* Assigned task
Nothing is needed except the lines below that run from the one with "JSON-RPC over HTTP" through the one with "MCP tool calls", repeated exactly.

START Supplied records

// src/lib.rs

use std::sync::Arc;

// Re-export commonly used types
pub use blockchain::client::{LedgerClient, RelayLedgerClient};
pub use config::{AgentMode, Config, Context};
pub use error::ToolError;
pub use tools::{Tool, ToolOutput, Toolkit};

// Re-export modules
pub mod api;
pub mod blockchain;
pub mod config;
pub mod error;
pub mod mcp;
pub mod params;
pub mod tools;
pub mod utils;

/// Application state shared across all request handlers
#[derive(Clone)]
pub struct AppState {
    /// Application configuration
    pub config: Arc<Config>,
    /// Per-session context handed to every tool call
    pub context: Arc<Context>,
    /// Submits transactions to the ledger
    pub client: Arc<dyn LedgerClient>,
    /// Tools exposed to agents
    pub toolkit: Arc<Toolkit>,
}

impl AppState {
    pub fn new(config: Config, client: Arc<dyn LedgerClient>) -> Self {
        let context = config.context();
        let toolkit = Toolkit::new(
            tools::core_plugins(config.erc20_factory_address, config.erc721_factory_address),
            config.tools.as_deref(),
        );
        Self {
            config: Arc::new(config),
            context: Arc::new(context),
            client,
            toolkit: Arc::new(toolkit),
        }
    }
}
//! Tests for the transaction-mode strategy dispatcher

mod common;

use common::{context, topic_id, FakeLedgerClient};
use hedera_agent_toolkit::{
    blockchain::{
        models::{AccountId, TokenId, TransactionReceipt},
        services::strategy::{
            handle_transaction, RawTransactionResponse, TransactionOutcome, TxModeStrategy, RETURN_BYTES_NODE_IDS,
        },
        transaction::{Transaction, TransactionBody},
    },
    config::AgentMode,
    params::consensus::SubmitTopicMessageParametersNormalised,
    ToolError,
};

fn message_tx() -> Transaction {
    Transaction::new(TransactionBody::TopicMessageSubmit(SubmitTopicMessageParametersNormalised {
        topic_id: topic_id(42),
        message: "hello".to_string(),
        transaction_memo: None,
    }))
}

fn summary(raw: &RawTransactionResponse) -> String {
    format!("{} via {}", raw.status, raw.transaction_id)
}

#[test]
fn strategy_follows_the_context_mode() {
    let execute = context(AgentMode::Autonomous, None);
    let bytes = context(AgentMode::ReturnBytes, Some(1));
    assert_eq!(TxModeStrategy::from_context(&execute), TxModeStrategy::Execute);
    assert_eq!(TxModeStrategy::from_context(&bytes), TxModeStrategy::ReturnBytes);
}

#[tokio::test]
async fn return_bytes_requires_a_context_account() {
    let client = FakeLedgerClient::new();
    let ctx = context(AgentMode::ReturnBytes, None);

    let err = handle_transaction(message_tx(), &client, &ctx, None).await.unwrap_err();
    assert!(matches!(err, ToolError::MissingAccountContext));
    assert!(client.submissions().is_empty());
}

#[tokio::test]
async fn return_bytes_freezes_for_the_context_account() {
    let client = FakeLedgerClient::new();
    let ctx = context(AgentMode::ReturnBytes, Some(5001));

    let outcome = handle_transaction(message_tx(), &client, &ctx, Some(summary)).await.unwrap();
    let bytes = match outcome {
        TransactionOutcome::Bytes(result) => result.bytes,
        other => panic!("expected bytes, got {:?}", other),
    };

    // The network is never touched in this mode.
    assert!(client.submissions().is_empty());

    let tx = Transaction::from_bytes(&bytes).unwrap();
    assert!(tx.is_frozen());
    assert_eq!(tx.transaction_id().unwrap().account_id, AccountId::from_num(5001));
    let nodes: Vec<u64> = tx.node_account_ids().iter().map(|n| n.num).collect();
    assert_eq!(nodes, RETURN_BYTES_NODE_IDS.to_vec());
    assert_eq!(tx.body(), message_tx().body());
}

#[tokio::test]
async fn execute_submits_and_post_processes() {
    let client = FakeLedgerClient::new().with_receipt(|r| r.token_id = Some(TokenId::from_num(7000)));
    let ctx = context(AgentMode::Autonomous, Some(5001));

    let outcome = handle_transaction(message_tx(), &client, &ctx, Some(summary)).await.unwrap();
    let result = match outcome {
        TransactionOutcome::Executed(result) => result,
        other => panic!("expected an executed result, got {:?}", other),
    };

    let submitted = client.submissions();
    assert_eq!(submitted.len(), 1);
    assert!(submitted[0].is_frozen());
    // The operator pays in execute mode, whatever the context account.
    let id = submitted[0].transaction_id().unwrap();
    assert_eq!(id.account_id, AccountId::from_num(2));

    assert_eq!(result.raw.status, TransactionReceipt::SUCCESS);
    assert_eq!(serde_json::to_value(&result.raw).unwrap()["status"], serde_json::json!(22));
    assert_eq!(result.raw.token_id, Some(TokenId::from_num(7000)));
    assert_eq!(result.raw.transaction_id, id.to_string());
    assert_eq!(result.human_message, format!("22 via {}", id));
}

#[tokio::test]
async fn execute_without_post_processor_renders_json() {
    let client = FakeLedgerClient::new();
    let ctx = context(AgentMode::Autonomous, None);

    let outcome = handle_transaction(message_tx(), &client, &ctx, None).await.unwrap();
    let raw = outcome.raw().unwrap().clone();
    let message = match outcome {
        TransactionOutcome::Executed(result) => result.human_message,
        other => panic!("expected an executed result, got {:?}", other),
    };

    let parsed: RawTransactionResponse = serde_json::from_str(&message).unwrap();
    assert_eq!(parsed, raw);
}

#[tokio::test]
async fn execute_without_operator_fails() {
    let client = FakeLedgerClient::without_operator();
    let ctx = context(AgentMode::Autonomous, Some(5001));

    let err = handle_transaction(message_tx(), &client, &ctx, None).await.unwrap_err();
    assert!(matches!(err, ToolError::InsufficientContext(_)));
    assert_eq!(err.to_string(), "Operator account ID is required to execute transactions");
}

#[tokio::test]
async fn ledger_errors_propagate() {
    let client = FakeLedgerClient::failing("INSUFFICIENT_PAYER_BALANCE");
    let ctx = context(AgentMode::Autonomous, None);

    let err = handle_transaction(message_tx(), &client, &ctx, None).await.unwrap_err();
    assert!(matches!(err, ToolError::Ledger(_)));
    assert!(err.to_string().contains("INSUFFICIENT_PAYER_BALANCE"));
    assert_eq!(client.submissions().len(), 1);
}

#[test]
fn receipt_success_status() {
    let receipt = TransactionReceipt {
        status: 22,
        account_id: None,
        token_id: None,
        topic_id: None,
        contract_id: None,
    };
    assert!(receipt.is_success());
    assert!(!TransactionReceipt { status: 21, ..receipt }.is_success());
}
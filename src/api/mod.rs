//! # API Module
//!
//! HTTP surface of the toolkit.
//!
//! ## Available Endpoints
//! - `GET /api/health` - Liveness probe
//! - `GET /api/tools` - List tools with their descriptions and input schemas
//! - `POST /api/tools/:method` - Run a tool; the body is its JSON arguments
//! - `POST /api/rpc` - MCP JSON-RPC over HTTP

use axum::{
    routing::{get, post},
    Router,
};
use tower_http::{cors::CorsLayer, trace::TraceLayer};

use crate::AppState;

pub mod health;
pub mod tools;

/// Builds the full application router with every route nested under `/api`.
pub fn create_router(state: AppState) -> Router {
    let api_router = Router::new()
        .route("/health", get(health::health_handler))
        .route("/tools", get(tools::list_tools_handler))
        .route("/tools/:method", post(tools::call_tool_handler))
        // JSON-RPC endpoint for MCP tool calls
        .route("/rpc", post(tools::rpc_handler));

    Router::new()
        .nest("/api", api_router)
        .with_state(state)
        .layer(TraceLayer::new_for_http())
        .layer(CorsLayer::permissive())
}
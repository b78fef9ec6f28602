//! # MCP Handler Module
//!
//! Implements the Model Context Protocol on top of the toolkit. Requests
//! arrive as JSON-RPC 2.0 over stdio or over `POST /api/rpc`.
//!
//! ## Supported methods
//! - `initialize` - server info and capabilities
//! - `ping` - liveness
//! - `tools/list` - every tool in the toolkit with its input schema
//! - `tools/call` - run a tool by method name
//!
//! A tool method can also be called directly as the JSON-RPC method; it is
//! rewritten into `tools/call`.
//!
//! Tool failures are not JSON-RPC errors: they come back as a normal result
//! with `isError: true` and the failure message as text content.

use serde_json::{json, Value};
use tracing::{debug, info};

use crate::{
    mcp::protocol::{error_codes, Request, Response, PROTOCOL_VERSION},
    tools::ToolOutput,
    utils, AppState,
};

// Helper: produce a result Value that always contains a text content array
// and preserves structured data for JSON-friendly clients.
fn make_texty_result(text: String, payload: Value) -> Value {
    let content = json!([{ "type": "text", "text": text }]);
    match payload {
        Value::Object(mut map) => {
            if !map.contains_key("content") {
                map.insert("content".into(), content);
            }
            Value::Object(map)
        }
        other => json!({
            "data": other,
            "content": content
        }),
    }
}

fn tool_result(output: &ToolOutput) -> Value {
    let mut payload = json!({ "isError": output.is_error() });
    let structured = output.to_value();
    if structured.is_object() {
        payload["structuredContent"] = structured;
    }
    make_texty_result(output.human_message(), payload)
}

/// This is the main dispatcher for all incoming MCP requests.
pub async fn handle_mcp_request(req: Request, state: AppState) -> Option<Response> {
    info!("Handling MCP request for method: {}", req.method);

    if req.is_notification() {
        debug!("Ignoring notification {}", req.method);
        return None;
    }

    let response = match req.method.as_str() {
        "initialize" => handle_initialize(&req),
        "ping" => Response::success(req.id.clone(), json!({})),
        "tools/list" => handle_tools_list(&req, &state),
        "tools/call" => handle_tool_call(req, state).await,
        // Convenience aliases: a tool method used directly as the RPC method
        method if state.toolkit.get(method).is_some() => {
            let wrapped = Request::new(
                req.id.clone(),
                "tools/call",
                Some(json!({
                    "name": method,
                    "arguments": utils::arguments_or_empty(req.params.as_ref())
                })),
            );
            handle_tool_call(wrapped, state).await
        }
        _ => Response::error(
            req.id,
            error_codes::METHOD_NOT_FOUND,
            format!("Method not found: {}", req.method),
        ),
    };

    Some(response)
}

/// Handles a 'tools/call' request by dispatching it to the named tool.
async fn handle_tool_call(req: Request, state: AppState) -> Response {
    let params = match req.params.as_ref() {
        Some(p) => p,
        None => {
            return Response::error(
                req.id,
                error_codes::INVALID_PARAMS,
                "Missing 'params' object".into(),
            )
        }
    };

    let tool_name: String = match utils::get_required_arg(params, "name", &req.id) {
        Ok(name) => name,
        Err(resp) => return resp,
    };
    let args = utils::arguments_or_empty(params.get("arguments"));

    let output = match state
        .toolkit
        .execute(&tool_name, state.client.as_ref(), &state.context, args)
        .await
    {
        Some(output) => output,
        None => {
            return Response::error(
                req.id,
                error_codes::INVALID_PARAMS,
                format!("Unknown tool: {}", tool_name),
            )
        }
    };

    Response::success(req.id, tool_result(&output))
}

/// Handles the 'initialize' request.
fn handle_initialize(req: &Request) -> Response {
    let server_info = json!({
        "name": "hedera_mcp",
        "version": env!("CARGO_PKG_VERSION")
    });
    let capabilities = json!({ "tools": { "listChanged": false } });
    let instructions = "Hedera agent toolkit: create and manage accounts, tokens, topics and ERC20/ERC721 \
         contracts, and query the mirror node. Transactions are submitted or returned as unsigned bytes \
         depending on the configured mode.";

    Response::success(
        req.id.clone(),
        json!({
            "serverInfo": server_info,
            "protocolVersion": PROTOCOL_VERSION,
            "capabilities": capabilities,
            "instructions": instructions
        }),
    )
}

/// Handles the 'tools/list' request from the toolkit's own descriptions.
fn handle_tools_list(req: &Request, state: &AppState) -> Response {
    let tools = state.toolkit.describe(&state.context);
    Response::success(req.id.clone(), json!({ "tools": tools }))
}
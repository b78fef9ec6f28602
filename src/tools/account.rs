// src/tools/account.rs

use std::sync::Arc;

use async_trait::async_trait;
use serde_json::Value;

use super::{parse_params, Plugin, PromptGenerator, Tool, ToolOutput};
use crate::blockchain::builder::TransactionBuilder;
use crate::blockchain::client::LedgerClient;
use crate::blockchain::services::mirrornode::get_mirrornode_service;
use crate::blockchain::services::normaliser::{
    normalise_create_account, normalise_delete_account, normalise_transfer_hbar, normalise_update_account,
};
use crate::blockchain::services::strategy::{handle_transaction, RawTransactionResponse};
use crate::config::Context;
use crate::error::ToolError;
use crate::params::account::{
    CreateAccountParameters, DeleteAccountParameters, TransferHbarParameters, UpdateAccountParameters,
};
use crate::params::ParameterSchema;

pub const CREATE_ACCOUNT_TOOL: &str = "create_account_tool";
pub const UPDATE_ACCOUNT_TOOL: &str = "update_account_tool";
pub const DELETE_ACCOUNT_TOOL: &str = "delete_account_tool";
pub const TRANSFER_HBAR_TOOL: &str = "transfer_hbar_tool";

pub fn core_account_plugin() -> Plugin {
    Plugin {
        name: "core-account-plugin",
        version: "1.0.0",
        description: "Account creation, updates, deletion and HBAR transfers",
        tools: vec![
            Arc::new(CreateAccountTool),
            Arc::new(UpdateAccountTool),
            Arc::new(DeleteAccountTool),
            Arc::new(TransferHbarTool),
        ],
    }
}

fn created_account_message(raw: &RawTransactionResponse) -> String {
    let account = raw
        .account_id
        .map(|id| id.to_string())
        .unwrap_or_else(|| "unknown".to_string());
    format!(
        "Account created successfully.\nTransaction ID: {}\nNew Account ID: {}",
        raw.transaction_id, account
    )
}

fn updated_account_message(raw: &RawTransactionResponse) -> String {
    format!("Account successfully updated. Transaction ID: {}", raw.transaction_id)
}

fn deleted_account_message(raw: &RawTransactionResponse) -> String {
    format!("Account successfully deleted. Transaction ID: {}", raw.transaction_id)
}

fn transferred_hbar_message(raw: &RawTransactionResponse) -> String {
    format!("HBAR successfully transferred.\nTransaction ID: {}", raw.transaction_id)
}

pub struct CreateAccountTool;

#[async_trait]
impl Tool for CreateAccountTool {
    fn method(&self) -> &'static str {
        CREATE_ACCOUNT_TOOL
    }

    fn name(&self) -> &'static str {
        "Create Account"
    }

    fn description(&self, context: &Context) -> String {
        PromptGenerator::tool_prompt(
            context,
            "This tool will create a new Hedera account with a passed public key. If not passed, the tool will use the default account's public key.",
            &[
                "publicKey (str, optional): Public key to use for the account",
                "accountMemo (str, optional): Memo for the account",
                "initialBalance (number, optional, default 0): Initial HBAR to fund the account",
                "maxAutomaticTokenAssociations (number, optional, default -1): -1 means unlimited",
            ],
        )
    }

    fn parameters(&self) -> Value {
        CreateAccountParameters::schema()
    }

    async fn run(&self, client: &dyn LedgerClient, context: &Context, params: Value) -> Result<ToolOutput, ToolError> {
        let params: CreateAccountParameters = parse_params(params)?;
        let mirror = get_mirrornode_service(context, client.ledger_id());
        let normalised = normalise_create_account(params, context, client, mirror.as_ref()).await?;
        let tx = TransactionBuilder::create_account(normalised);
        Ok(handle_transaction(tx, client, context, Some(created_account_message)).await?.into())
    }
}

pub struct UpdateAccountTool;

#[async_trait]
impl Tool for UpdateAccountTool {
    fn method(&self) -> &'static str {
        UPDATE_ACCOUNT_TOOL
    }

    fn name(&self) -> &'static str {
        "Update Account"
    }

    fn description(&self, context: &Context) -> String {
        let account = PromptGenerator::account_parameter_description("accountId", context);
        PromptGenerator::tool_prompt(
            context,
            "This tool will update an existing Hedera account. Only the fields that are passed are changed.",
            &[
                &account,
                "maxAutomaticTokenAssociations (number, optional): -1 means unlimited",
                "stakedAccountId (str, optional): Account to stake to",
                "accountMemo (str, optional): New memo for the account",
                "declineStakingReward (bool, optional): Whether to decline staking rewards",
            ],
        )
    }

    fn parameters(&self) -> Value {
        UpdateAccountParameters::schema()
    }

    async fn run(&self, client: &dyn LedgerClient, context: &Context, params: Value) -> Result<ToolOutput, ToolError> {
        let params: UpdateAccountParameters = parse_params(params)?;
        let mirror = get_mirrornode_service(context, client.ledger_id());
        let normalised = normalise_update_account(params, context, client, mirror.as_ref()).await?;
        let tx = TransactionBuilder::update_account(normalised);
        let outcome = handle_transaction(tx, client, context, Some(updated_account_message)).await?;
        Ok(outcome.into())
    }
}

pub struct DeleteAccountTool;

#[async_trait]
impl Tool for DeleteAccountTool {
    fn method(&self) -> &'static str {
        DELETE_ACCOUNT_TOOL
    }

    fn name(&self) -> &'static str {
        "Delete Account"
    }

    fn description(&self, context: &Context) -> String {
        let transfer = PromptGenerator::account_parameter_description("transferAccountId", context);
        PromptGenerator::tool_prompt(
            context,
            "This tool will delete an existing Hedera account. The remaining balance is moved to the transfer account.",
            &["accountId (str, required): The account to delete", &transfer],
        )
    }

    fn parameters(&self) -> Value {
        DeleteAccountParameters::schema()
    }

    async fn run(&self, client: &dyn LedgerClient, context: &Context, params: Value) -> Result<ToolOutput, ToolError> {
        let params: DeleteAccountParameters = parse_params(params)?;
        let mirror = get_mirrornode_service(context, client.ledger_id());
        let normalised = normalise_delete_account(params, context, client, mirror.as_ref()).await?;
        let tx = TransactionBuilder::delete_account(normalised);
        let outcome = handle_transaction(tx, client, context, Some(deleted_account_message)).await?;
        Ok(outcome.into())
    }
}

pub struct TransferHbarTool;

#[async_trait]
impl Tool for TransferHbarTool {
    fn method(&self) -> &'static str {
        TRANSFER_HBAR_TOOL
    }

    fn name(&self) -> &'static str {
        "Transfer HBAR"
    }

    fn description(&self, context: &Context) -> String {
        let source = PromptGenerator::account_parameter_description("sourceAccountId", context);
        PromptGenerator::tool_prompt(
            context,
            "This tool will transfer HBAR to one or more accounts.",
            &[
                "transfers (array, required): List of {accountId, amount} entries; amount is in HBAR",
                &source,
                "transactionMemo (str, optional): Memo for the transaction",
            ],
        )
    }

    fn parameters(&self) -> Value {
        TransferHbarParameters::schema()
    }

    async fn run(&self, client: &dyn LedgerClient, context: &Context, params: Value) -> Result<ToolOutput, ToolError> {
        let params: TransferHbarParameters = parse_params(params)?;
        let normalised = normalise_transfer_hbar(params, context, client)?;
        let tx = TransactionBuilder::transfer_hbar(normalised)?;
        let outcome = handle_transaction(tx, client, context, Some(transferred_hbar_message)).await?;
        Ok(outcome.into())
    }
}
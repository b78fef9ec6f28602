// src/main.rs

use hedera_agent_toolkit::{
    api::create_router,
    config::Config,
    mcp::{
        handler::handle_mcp_request,
        protocol::{error_codes, Request, Response},
    },
    AppState, LedgerClient,
};
use std::env;
use std::net::SocketAddr;
use std::sync::Arc;
use tokio::io::{self, AsyncBufReadExt, AsyncWriteExt};
use tracing::{debug, error, info, warn};
use tracing_subscriber::{layer::SubscriberExt, util::SubscriberInitExt};

// --- HTTP Server Logic ---
async fn run_http_server(state: AppState) {
    let addr = SocketAddr::from(([127, 0, 0, 1], state.config.port));
    let app = create_router(state);

    let listener = match tokio::net::TcpListener::bind(addr).await {
        Ok(listener) => listener,
        Err(e) => {
            error!("❌ Failed to bind {}: {}", addr, e);
            return;
        }
    };
    info!("🚀 HTTP Server listening on {}", addr);
    if let Err(e) = axum::serve(listener, app.into_make_service_with_connect_info::<SocketAddr>()).await {
        error!("HTTP server stopped: {}", e);
    }
}

// --- MCP Server Logic ---
async fn run_mcp_server(state: AppState) {
    info!("🚀 Starting MCP server on stdin/stdout...");

    let mut stdin = io::BufReader::new(io::stdin());
    let mut stdout = io::stdout();

    loop {
        let mut line = String::new();

        match stdin.read_line(&mut line).await {
            Ok(0) => {
                info!("EOF received, shutting down MCP server");
                break;
            }
            Ok(_) => {
                let line = line.trim();
                if line.is_empty() {
                    continue;
                }

                debug!("Received: {}", line);

                let response = match serde_json::from_str::<Request>(line) {
                    Ok(request) => handle_mcp_request(request, state.clone()).await,
                    Err(parse_error) => {
                        error!("JSON parse error: {}", parse_error);
                        Some(Response::error(
                            serde_json::Value::Null,
                            error_codes::PARSE_ERROR,
                            format!("Parse error: {}", parse_error),
                        ))
                    }
                };

                if let Some(response) = response {
                    if let Ok(response_json) = serde_json::to_string(&response) {
                        debug!("Sending: {}", response_json);
                        let written = stdout.write_all(format!("{}\n", response_json).as_bytes()).await;
                        if let Err(e) = written.and(stdout.flush().await) {
                            error!("Failed to write response: {}", e);
                            break;
                        }
                    }
                }
            }
            Err(e) => {
                error!("Failed to read from stdin: {}", e);
                break;
            }
        }
    }

    info!("MCP server shutting down");
}

#[tokio::main]
async fn main() {
    // Logs go to stderr so stdout stays clean for MCP
    tracing_subscriber::registry()
        .with(
            tracing_subscriber::EnvFilter::try_from_default_env()
                .unwrap_or_else(|_| "hedera_agent_toolkit=debug,hedera_mcp=debug,tower_http=debug".into()),
        )
        .with(tracing_subscriber::fmt::layer().with_writer(std::io::stderr))
        .init();

    // Load configuration
    let config = match Config::from_env() {
        Ok(cfg) => cfg,
        Err(e) => {
            error!("❌ Failed to load configuration: {:#}", e);
            return;
        }
    };

    if config.ledger_relay_url.is_none() {
        warn!("LEDGER_RELAY_URL is not set; autonomous transactions will fail to submit");
    }
    info!(
        "Network {} in {} mode, default account {}",
        config.network,
        config.agent_mode,
        config
            .account_id
            .map(|id| id.to_string())
            .unwrap_or_else(|| "(operator)".to_string())
    );

    let client: Arc<dyn LedgerClient> = Arc::new(config.ledger_client());
    let mcp_mode = config.mcp_mode;
    let app_state = AppState::new(config, client);

    // Check if running in MCP mode (stdin/stdout) or HTTP server mode
    let args: Vec<String> = env::args().collect();
    if args.contains(&"--mcp".to_string()) || mcp_mode {
        run_mcp_server(app_state).await;
    } else {
        run_http_server(app_state).await;
    }
}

END Supplied records

* Result for this task
//! - `POST /api/rpc` - MCP JSON-RPC over HTTP

use axum::{
    routing::{get, post},
    Router,
};
use tower_http::{cors::CorsLayer, trace::TraceLayer};

use crate::AppState;

pub mod health;
pub mod tools;

/// Builds the full application router with every route nested under `/api`.
pub fn create_router(state: AppState) -> Router {
    let api_router = Router::new()
        .route("/health", get(health::health_handler))
        .route("/tools", get(tools::list_tools_handler))
        .route("/tools/:method", post(tools::call_tool_handler))
        // JSON-RPC endpoint for MCP tool calls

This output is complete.